If you hear about Phantoms these days, it'll likely be for one of two reasons. The first is that internet meme generated by Kevin Smith's comedy Jay and Silent Bob Strike Back, where Ben Affleck playing a different character enthusiastically observed that he was the bomb in Phantoms, yo - drop this into polite conversation and you're guaranteed gales of adoring laughter. The second, and probably more artistically significant reason (but only probably) was the author, Dean R. Koontz, the remarkably prolific writer of a variety of thrillers, horrors and science fiction who was notable for his quantity more than his quality.

Koontz was your man adapting his own novel, a throwback to the nineteen-fifties sci-fi shockers which had set a generation on the edge of its seat: The Thing from Another World, Invasion of the Body Snatchers, that sort of affair, and indeed John Carpenter's remake The Thing looked to be peeking through the influences at various points. That was mostly relegated to the latter half, as the build up was a not bad mystery scenario where the Pailey sisters scout around the town wondering where everyone's got to and occasionally stumbling across a dead body, or a couple of heads dropping down from an oven for shock value. But they cannot stick around here on their own, we need more actors for our ensemble.

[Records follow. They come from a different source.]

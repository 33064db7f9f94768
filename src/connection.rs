//! Per-client connection handler.
//!
//! Each TCP connection gets its own [`BridgeSession`], fed by a reader task
//! for the client side and whatever task the connector spawns for SBS.

use anyhow::Result;
use tokio::io::{AsyncBufReadExt, AsyncRead, AsyncWrite, AsyncWriteExt, BufReader};
use tokio::net::TcpStream;
use tokio::sync::mpsc;

use crate::server::BridgeContext;
use crate::session::{BridgeSession, SessionEvent};

/// Room for bursts from either side before producers wait on the session.
const EVENT_QUEUE: usize = 256;

/// Handle a plain TCP connection.
pub async fn handle(stream: TcpStream, ctx: BridgeContext) -> Result<()> {
    let peer = stream.peer_addr()?;
    let session_id = format!("{peer}");
    tracing::info!(%session_id, "New connection");
    let (reader, writer) = tokio::io::split(stream);
    handle_io(BufReader::new(reader), writer, session_id, ctx).await
}

pub async fn handle_io<R, W>(
    reader: BufReader<R>,
    writer: W,
    session_id: String,
    ctx: BridgeContext,
) -> Result<()>
where
    R: AsyncRead + Unpin + Send + 'static,
    W: AsyncWrite + Unpin + Send + 'static,
{
    // Unbounded so a slow client never stalls the session.
    let (client_tx, mut client_rx) = mpsc::unbounded_channel::<String>();
    let (events_tx, events_rx) = mpsc::channel(EVENT_QUEUE);

    // Spawn writer task
    let write_session_id = session_id.clone();
    let mut write_half = writer;
    let write_handle = tokio::spawn(async move {
        while let Some(line) = client_rx.recv().await {
            if let Err(e) = write_half.write_all(line.as_bytes()).await {
                tracing::warn!(session_id = %write_session_id, "Write error: {e}");
                break;
            }
        }
        let _ = write_half.shutdown().await;
    });

    let read_handle = tokio::spawn(read_lines(reader, events_tx.clone()));

    let session = BridgeSession::new(
        session_id.clone(),
        ctx.config,
        ctx.connector,
        client_tx,
        events_tx,
    );
    session.run(events_rx).await;

    read_handle.abort();
    // The session owned the only client sender, so the writer drains and stops.
    let _ = write_handle.await;
    tracing::info!(%session_id, "Connection closed");
    Ok(())
}

/// Forward client lines to the session, then report the close.
async fn read_lines<R>(mut reader: BufReader<R>, events: mpsc::Sender<SessionEvent>)
where
    R: AsyncRead + Unpin,
{
    let mut buf = Vec::new();
    loop {
        buf.clear();
        match reader.read_until(b'\n', &mut buf).await {
            Ok(0) | Err(_) => break,
            // A partial line at EOF is dropped.
            Ok(_) if buf.last() != Some(&b'\n') => break,
            Ok(_) => {}
        }
        let line = String::from_utf8_lossy(&buf);
        let line = line.trim_end_matches(['\r', '\n']).to_string();
        if events.send(SessionEvent::ClientLine(line)).await.is_err() {
            return;
        }
    }
    let _ = events.send(SessionEvent::ClientClosed).await;
}
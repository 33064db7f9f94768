//! Session-level error taxonomy.

use crate::drawing::DecodeError;
use crate::irc::ParseError;
use crate::sbs::RemoteError;

/// Everything that can go wrong while bridging one connection.
///
/// Only remote failures end the session; the rest are reported and the
/// session carries on.
#[derive(Debug, thiserror::Error)]
pub enum BridgeError {
    #[error("unparseable line: {0}")]
    Parse(#[from] ParseError),
    #[error("{0}")]
    ProtocolViolation(String),
    #[error("SBS login failed: {0}")]
    RemoteAuthFailure(String),
    #[error("SBS connection failed: {0}")]
    RemoteTransportFailure(String),
    #[error("couldn't decode drawing: {0}")]
    Decode(#[from] DecodeError),
    #[error("unrecognized destination {0}")]
    UnroutableDestination(String),
}

impl BridgeError {
    pub fn is_fatal(&self) -> bool {
        matches!(
            self,
            BridgeError::RemoteAuthFailure(_) | BridgeError::RemoteTransportFailure(_)
        )
    }
}

impl From<RemoteError> for BridgeError {
    fn from(e: RemoteError) -> Self {
        match e {
            RemoteError::Auth(e) => BridgeError::RemoteAuthFailure(e.to_string()),
            other => BridgeError::RemoteTransportFailure(other.to_string()),
        }
    }
}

After all, didn't we notice none other than respected thespian Peter O'Toole in pride of place at the start of the credits? That said, you'd have a long wait for him to show up, about forty minutes in actually, playing the academic who runs his own cross between The National Enquirer and Fortean Times to espouse his crackpot theories about weird thingies unacknowledged by science. Or are they crackpot theories? Hmm? Well, yeah, they are, but par for the course in a sci-fi movie such as this that any science invented to explain the monsters will be extremely difficult to believe. Anyway, while Peter has been sent for we can rely on Ben Affleck as the Sheriff to provide back up to the damsels in distress, can't we? We could if he hadn't only gone and brought Liev Schreiber.

Oh, and Nicky Katt, who gets about three lines before being devoured by the unknown menace, but then Liev doesn't last too long either, but he does make the most of his scenes as an inexplicably insane deputy who acts like a complete perv towards Jennifer and then looks as if he's about to have sex with one of the corpses. Koontz's motivations for including that are obscure, other than to make him creepy enough to justify what he is transformed into later on, but wouldn't that have been more effective if he'd been y'know, professional when we initially met him? By the time the creatures have revealed themselves, even talking after a fashion, credibility has been roundly defenestrated as our heroes, now joined by O'Toole, hide out in a handy mobile laboratory which just happens to contain a vial of monster-killing antidote, so you can guess how that turns out. Oh, and the monster was a fame hungry, celebrity-seeking flibbertigibbet. One of those films where the opening promises more than the rest delivers. Music by David C. Williams.